The most critical thing to understand when using SAS to access data in Teradata (or any other external database for that matter) is that the SAS software prepares SQL and submits it to the database. The idea is to try and relieve you (the user) from all the database specific details. SAS does this using a concept called "implict pass-through", which just means that SAS does the translation from SAS code into DBMS code. Among the many things that occur is data type conversion: SAS only has two (and only two) data types, numeric and character.
SAS deals with translating things for you but it can be confusing. For example, I've seen "lazy" database tables defined with VARCHAR(400) columns having values that never exceed some smaller length (like column for a person's name). In the data base this isn't much of a problem, but since SAS does not have a VARCHAR data type, it creates a variable 400 characters wide for each row. Even with data set compression, this can really make the resulting SAS dataset unnecessarily large.
The alternative way is to use "explicit pass-through", where you write native queries using the actual syntax of the DBMS in question. These queries execute entirely on the DBMS and return results back to SAS (which still does the data type conversion for you. For example, here is a "pass-through" query that performs a join to two tables and creates a SAS dataset as a result:
proc sql;
connect to teradata (user=userid password=password mode=teradata);
create table mydata as
select * from connection to teradata (
select a.customer_id
, a.customer_name
, b.last_payment_date
, b.last_payment_amt
from base.customers a
join base.invoices b
on a.customer_id=b.customer_id
where b.bill_month = date '2013-07-01'
and b.paid_flag = 'N'
);
quit;
Notice that everything inside the pair of parentheses is native Teradata SQL and that the join operation itself is running inside the database.
The example code you have shown in your question is NOT a complete, working example of a SAS/Teradata program. To better assist, you need to show the real program, including any library references. For example, suppose your real program looks like this:
proc sql;
CREATE TABLE subset_data AS
SELECT bigTable.id,
SUM(bigTable.value) AS total
FROM TDATA.bigTable bigTable
JOIN TDATA.subset subset
ON subset.id = bigTable.id
WHERE bigTable.date BETWEEN a AND b
GROUP BY bigTable.id
;
That would indicate a previously assigned LIBNAME statement through which SAS was connecting to Teradata. The syntax of that WHERE clause would be very relevant to if SAS is even able to pass the complete query to Teradata. (You example doesn't show what "a" and "b" refer to. It is very possible that the only way SAS can perform the join is to drag both tables back into a local work session and perform the join on your SAS server.
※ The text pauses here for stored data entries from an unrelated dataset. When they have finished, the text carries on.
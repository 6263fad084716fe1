//! Complete HTML documents: search form, result page and error page.

use crate::build_info::BuildInfo;
use crate::db::RepositoryError;
use crate::render::escape_html;
use crate::render::table::{
    render_spoc_table, render_tess_spoc_table, sortable_value_names, SpocCounterparts,
};
use crate::services::{HighWatermarks, Pipeline, TceLookup};

pub const EXOFOP_TARGET_URL: &str = "https://exofop.ipac.caltech.edu/tess/target.php";
pub const SOURCE_REPO_URL: &str = "https://github.com/orionlee/tess_dv_fast";
pub const LIST_JS_URL: &str = "https://cdn.jsdelivr.net/gh/javve/list.js@2.3.1/dist/list.min.js";

const HEAD_COMMON: &str = r#"<meta name="viewport" content="width=device-width, initial-scale=1.0">
        <link rel="icon" href="data:,">"#;

const RESULT_STYLE: &str = r#"<style type="text/css">
body {
    margin-left: 16px;
    font-family: sans-serif;
}

footer {
    margin-bottom: 16px;
}

h1 a {
    text-decoration: none;
}

table {
    border-collapse: collapse;
    border: none;
    font-size: 0.9rem;
}

thead th {
    position: sticky;
    top: 0;
    background-color: darkgray;
    color: white;
}

th, td {
    padding: 5px 10px;
}

tbody tr:nth-child(even) {
    background-color: #f5f5f5;
}

th.sort {
    cursor: pointer;
}

.sort.asc, .sort.desc {
    color: yellow;
}

.sort.asc::after {
    content: "\025B4";
    padding-left: 3px;
}

.sort.desc::after {
    content: "\025BE";
    padding-left: 3px;
}

.rp_unreliable {
    color: #888;
}

.error {
    color: #d32f2f;
    border: 1px solid #d32f2f;
    padding: 12px;
    border-radius: 4px;
    background-color: #ffebee;
}

h2 {
    font-size: 1.2rem;
}

#tessSpocDupCtr {
    margin-bottom: 6px;
    margin-left: 12px;
    font-size: 80%;
}

tr.in_spoc {
    display: none;
}

.show_in_spoc tr.in_spoc {
    display: table-row;
}

#hideShowInSpocCtl {
    font-size: 80%;
}

#hideShowInSpocCtl::before {
    content: "Show";
}

.show_in_spoc #hideShowInSpocCtl::before {
    content: "Hide";
}
</style>"#;

/// Toggle for the TESS-SPOC rows that have a SPOC counterpart.
fn duplicate_control(num_in_spoc: usize) -> String {
    format!(
        r#"<div id="tessSpocDupCtr">
  <span id="tessSpocDupMsg">{num_in_spoc} TCEs have SPOC counterparts.</span>
  <button id="hideShowInSpocCtl" onclick="document.body.classList.toggle('show_in_spoc');"></button>
</div>"#
    )
}

fn source_error_notice(source: &str, err: &RepositoryError) -> String {
    format!(
        r#"<div class="error"><strong>{} lookup failed:</strong> {}</div>"#,
        source,
        escape_html(&err.to_string())
    )
}

fn spoc_section(lookup: &TceLookup) -> String {
    match &lookup.spoc {
        Some(Ok(records)) => render_spoc_table(records),
        Some(Err(e)) => source_error_notice("SPOC", e),
        None => String::new(),
    }
}

fn spoc_counterparts(lookup: &TceLookup) -> SpocCounterparts {
    match &lookup.spoc {
        Some(Ok(records)) => SpocCounterparts::new(records),
        _ => SpocCounterparts::new(&[]),
    }
}

fn tess_spoc_section(lookup: &TceLookup, counterparts: &SpocCounterparts) -> String {
    match &lookup.tess_spoc {
        Some(Ok(records)) => render_tess_spoc_table(records, counterparts),
        Some(Err(e)) => source_error_notice("TESS-SPOC", e),
        None => String::new(),
    }
}

fn tables_html(lookup: &TceLookup) -> String {
    let counterparts = spoc_counterparts(lookup);
    match lookup.pipeline {
        Pipeline::Spoc => spoc_section(lookup),
        Pipeline::TessSpoc => tess_spoc_section(lookup, &counterparts),
        Pipeline::Both => {
            let mut html = format!(
                "<h2>SPOC (2-min cadence) - {} TCEs</h2>\n{}\n",
                lookup.spoc_count(),
                spoc_section(lookup)
            );
            if lookup.tess_spoc_error().is_some() {
                html.push_str(&format!(
                    "<h2>TESS-SPOC (FFI)</h2>\n{}\n",
                    tess_spoc_section(lookup, &counterparts)
                ));
            } else if let Some(Ok(records)) = &lookup.tess_spoc {
                if !records.is_empty() {
                    html.push_str(&format!(
                        "<h2>TESS-SPOC (FFI) - {} TCEs</h2>\n",
                        records.len()
                    ));
                    let num_in_spoc = counterparts.count(records);
                    if num_in_spoc > 0 {
                        html.push_str(&duplicate_control(num_in_spoc));
                        html.push('\n');
                    }
                    html.push_str(&tess_spoc_section(lookup, &counterparts));
                    html.push('\n');
                }
            }
            html
        }
    }
}

fn list_js_options() -> String {
    let names: Vec<String> = sortable_value_names()
        .iter()
        .map(|name| format!("'{}'", name))
        .collect();
    format!("{{valueNames: [{}]}}", names.join(", "))
}

/// Result page for a completed lookup.
pub fn render_result_page(lookup: &TceLookup) -> String {
    let tic = escape_html(&lookup.tic.to_string());
    format!(
        r#"<!DOCTYPE html>
<html>
    <head>
        {head}
        <title>({total}) TCEs for TIC {tic}</title>
        {style}
    </head>
    <body>
        <div id="result">
            <h1>TCEs for TIC <a href="{exofop}?id={tic}" target="_exofop">{tic}</a>
            <input class="search" placeholder="Search table" style="margin-left: 40ch;" accesskey="/">
            </h1>
            {tables}
        </div>

        <hr>
        <footer>
            <a href="/tces">New Search</a>
        </footer>

        <script src="{list_js}"></script>
        <script>
            if (document.querySelector('#result table')) {{
                const options = {options};
                const tceList = new List('result', options);
            }}
        </script>
    </body>
</html>"#,
        head = HEAD_COMMON,
        total = lookup.total_count(),
        tic = tic,
        style = RESULT_STYLE,
        exofop = EXOFOP_TARGET_URL,
        tables = tables_html(lookup),
        list_js = LIST_JS_URL,
        options = list_js_options(),
    )
}

/// Search form with the data release and build footer.
pub fn render_home_page(watermarks: &HighWatermarks, build: &BuildInfo) -> String {
    format!(
        r#"<!DOCTYPE html>
<html>
    <head>
        {head}
        <title>Search TESS TCEs</title>
        <style type="text/css">
        body {{
            margin-left: 16px;
            font-family: sans-serif;
        }}
        </style>
    </head>
    <body>
        <h1>Search TESS TCEs</h1>
        <form action="/tces">
            <div>
                TIC: <input name="tic" type="number" placeholder="TIC id, e.g., 261136679">
                <select name="pipeline">
                    <option value="">all</option>
                    <option value="spoc">SPOC</option>
                    <option value="tess_spoc">TESS-SPOC</option>
                </select>
                <input type="submit">
            </div>
        </form>
        <footer style="margin-top: 5vh; font-size: 85%;">
            <p><strong>SPOC</strong> (2 min cadence): based on data published by <a href="https://archive.stsci.edu/" target="_blank">MAST</a>:</p>
            <ul>
                <li><a href="https://archive.stsci.edu/tess/bulk_downloads/bulk_downloads_tce.html" target="_blank">TCE statistics bulk downloads</a> (<code>csv</code> files)</li>
                <li><a href="https://archive.stsci.edu/tess/bulk_downloads/bulk_downloads_ffi-tp-lc-dv.html" target="_blank">TESS DV files bulk downloads</a> (<code>sh</code> files)</li>
            </ul>
            Latest SPOC:
            <ul>
                <li>Single sector: {spoc_single}</li>
                <li>Multi sector: {spoc_multi}</li>
            </ul>

            <p><strong>TESS-SPOC</strong> (FFI): based on data published by <a href="https://archive.stsci.edu/hlsp/tess-spoc" target="_blank">MAST HLSP TESS-SPOC</a>:</p>
            Latest TESS-SPOC:
            <ul>
                <li>Single sector: {tess_spoc_single}</li>
                <li>Multi sector: {tess_spoc_multi}</li>
            </ul>

            <br>
            <a href="{repo}/" target="_blank">Sources / Issues</a><br>
            Build:
            <a target="_blank" href="{repo}/commit/{sha}">{short_sha}</a><br>
        </footer>
    </body>
</html>"#,
        head = HEAD_COMMON,
        spoc_single = escape_html(&watermarks.spoc_single_sector),
        spoc_multi = escape_html(&watermarks.spoc_multi_sector),
        tess_spoc_single = escape_html(&watermarks.tess_spoc_single_sector),
        tess_spoc_multi = escape_html(&watermarks.tess_spoc_multi_sector),
        repo = SOURCE_REPO_URL,
        sha = escape_html(build.sha()),
        short_sha = escape_html(build.short_sha()),
    )
}

/// Error page. `message` is plain text and is escaped here.
pub fn render_error_page(message: &str) -> String {
    format!(
        r#"<!DOCTYPE html>
<html>
    <head>
        {head}
        <title>Error - Search TESS TCEs</title>
        <style type="text/css">
            body {{
                margin-left: 16px;
                font-family: sans-serif;
            }}
            .error {{
                color: #d32f2f;
                border: 1px solid #d32f2f;
                padding: 12px;
                border-radius: 4px;
                background-color: #ffebee;
            }}
        </style>
    </head>
    <body>
        <h1>Search TESS TCEs</h1>
        <div class="error">
            <strong>Error:</strong> {message}
        </div>
        <p><a href="/tces">Back to search</a></p>
    </body>
</html>"#,
        head = HEAD_COMMON,
        message = escape_html(message),
    )
}

#[cfg(test)]
mod tests {
    use super::*;
    use crate::models::{PlanetNum, Sectors, SpocMeasurements, SpocTce, TessSpocTce, TicId};

    fn spoc(id: &str) -> SpocTce {
        SpocTce {
            tic_id: TicId(33979459),
            exomast_id: id.to_string(),
            sectors: Sectors::from("s0056-s0069"),
            planet_num: PlanetNum(1),
            dvs: None,
            dvm: None,
            dvr: None,
            measurements: SpocMeasurements::default(),
        }
    }

    fn lookup(
        pipeline: Pipeline,
        spoc: Option<Result<Vec<SpocTce>, RepositoryError>>,
        tess_spoc: Option<Result<Vec<TessSpocTce>, RepositoryError>>,
    ) -> TceLookup {
        TceLookup {
            tic: TicId(33979459),
            pipeline,
            spoc,
            tess_spoc,
        }
    }

    fn tess_spoc() -> TessSpocTce {
        TessSpocTce::new(TicId(33979459), Sectors::from("s0056-s0069"), PlanetNum(1))
    }

    #[test]
    fn test_result_page_both() {
        let page = render_result_page(&lookup(
            Pipeline::Both,
            Some(Ok(vec![spoc("TIC33979459S0056S0069TCE1")])),
            Some(Ok(vec![tess_spoc()])),
        ));
        assert!(page.contains("<title>(2) TCEs for TIC 33979459</title>"));
        assert!(page.contains(
            r#"<a href="https://exofop.ipac.caltech.edu/tess/target.php?id=33979459" target="_exofop">33979459</a>"#
        ));
        assert!(page.contains("<h2>SPOC (2-min cadence) - 1 TCEs</h2>"));
        assert!(page.contains("<h2>TESS-SPOC (FFI) - 1 TCEs</h2>"));
        assert!(page.contains(
            r#"<span id="tessSpocDupMsg">1 TCEs have SPOC counterparts.</span>"#
        ));
        assert!(page.contains(r#"<tr class="in_spoc"><td class="data row0 col0">s0056s0069tce1_f</td>"#));
        assert!(!page.contains(".replace("));
        assert!(page.contains(
            "{valueNames: ['col0', 'col4', 'col5', 'col6', 'col7', 'col8', 'col9', 'col10', 'col11']}"
        ));
        assert!(page.contains(r#"<a href="/tces">New Search</a>"#));
    }

    #[test]
    fn test_duplicate_control_omitted_without_counterparts() {
        let page = render_result_page(&lookup(
            Pipeline::Both,
            Some(Ok(vec![spoc("TIC33979459S0001S0013TCE1")])),
            Some(Ok(vec![tess_spoc()])),
        ));
        assert!(page.contains("<h2>TESS-SPOC (FFI) - 1 TCEs</h2>"));
        assert!(!page.contains(r#"<div id="tessSpocDupCtr">"#));
        assert!(!page.contains(r#"<tr class="in_spoc">"#));
    }

    #[test]
    fn test_duplicate_control_when_spoc_lookup_failed() {
        let page = render_result_page(&lookup(
            Pipeline::Both,
            Some(Err(RepositoryError::unavailable("database file not found"))),
            Some(Ok(vec![tess_spoc()])),
        ));
        assert!(page.contains("SPOC lookup failed:"));
        assert!(!page.contains(r#"<div id="tessSpocDupCtr">"#));
        assert!(page.contains(r#"<tr><td class="data row0 col0">s0056s0069tce1_f</td>"#));
    }

    #[test]
    fn test_result_page_both_omits_empty_tess_spoc() {
        let page = render_result_page(&lookup(Pipeline::Both, Some(Ok(vec![])), Some(Ok(vec![]))));
        assert!(page.contains("<title>(0) TCEs for TIC 33979459</title>"));
        assert!(page.contains("No SPOC TCE"));
        assert!(!page.contains("<h2>TESS-SPOC"));
    }

    #[test]
    fn test_result_page_single_pipeline() {
        let page = render_result_page(&lookup(Pipeline::TessSpoc, None, Some(Ok(vec![]))));
        assert!(page.contains("No TESS-SPOC TCE"));
        assert!(!page.contains("<h2>"));
    }

    #[test]
    fn test_partial_failure_notice() {
        let page = render_result_page(&lookup(
            Pipeline::Both,
            Some(Ok(vec![spoc("TIC33979459S0056S0069TCE1")])),
            Some(Err(RepositoryError::unavailable("database file not found: <x>"))),
        ));
        assert!(page.contains("<h2>TESS-SPOC (FFI)</h2>"));
        assert!(page.contains("TESS-SPOC lookup failed:"));
        assert!(page.contains("&lt;x&gt;"));
        assert!(page.contains(r#"id="table_spoc""#));
    }

    #[test]
    fn test_home_page() {
        let page = render_home_page(
            &HighWatermarks::current(),
            &BuildInfo::new("0123456789abcdef"),
        );
        assert!(page.contains("<li>Single sector: s0097</li>"));
        assert!(page.contains("<li>Multi sector: s0056-s0069</li>"));
        assert!(page.contains(
            r#"href="https://github.com/orionlee/tess_dv_fast/commit/0123456789abcdef">01234567</a>"#
        ));
        assert!(page.contains(r#"<input name="tic""#));
    }

    #[test]
    fn test_error_page_escapes_message() {
        let page = render_error_page("Invalid TIC: <script>. Must be a positive integer.");
        assert!(page.contains("Invalid TIC: &lt;script&gt;. Must be a positive integer."));
        assert!(page.contains(r#"<a href="/tces">Back to search</a>"#));
    }

    #[test]
    fn test_result_page_is_idempotent() {
        let l = lookup(
            Pipeline::Both,
            Some(Ok(vec![spoc("TIC33979459S0056S0069TCE1")])),
            Some(Ok(vec![tess_spoc()])),
        );
        assert_eq!(render_result_page(&l), render_result_page(&l));
    }
}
One thing I can strongly suggest is that you try to convince your Teradata administrators to allow you to create "driver" tables in some utility database. The idea is that you would create a relatively small table inside Teradata containing the ID's you want to extract, then use that table to perform explicit joins. I'm sure you would need a bit more formal database training to do that (like how to define a proper index and how to "collect statistics"), but with that knowledge and ability, your work will just fly.
I could go on and on but I'll stop here. I use SAS with Teradata extensively every day against what I'm told is one of the largest Teradata environments on the planet. I enjoy programming in both.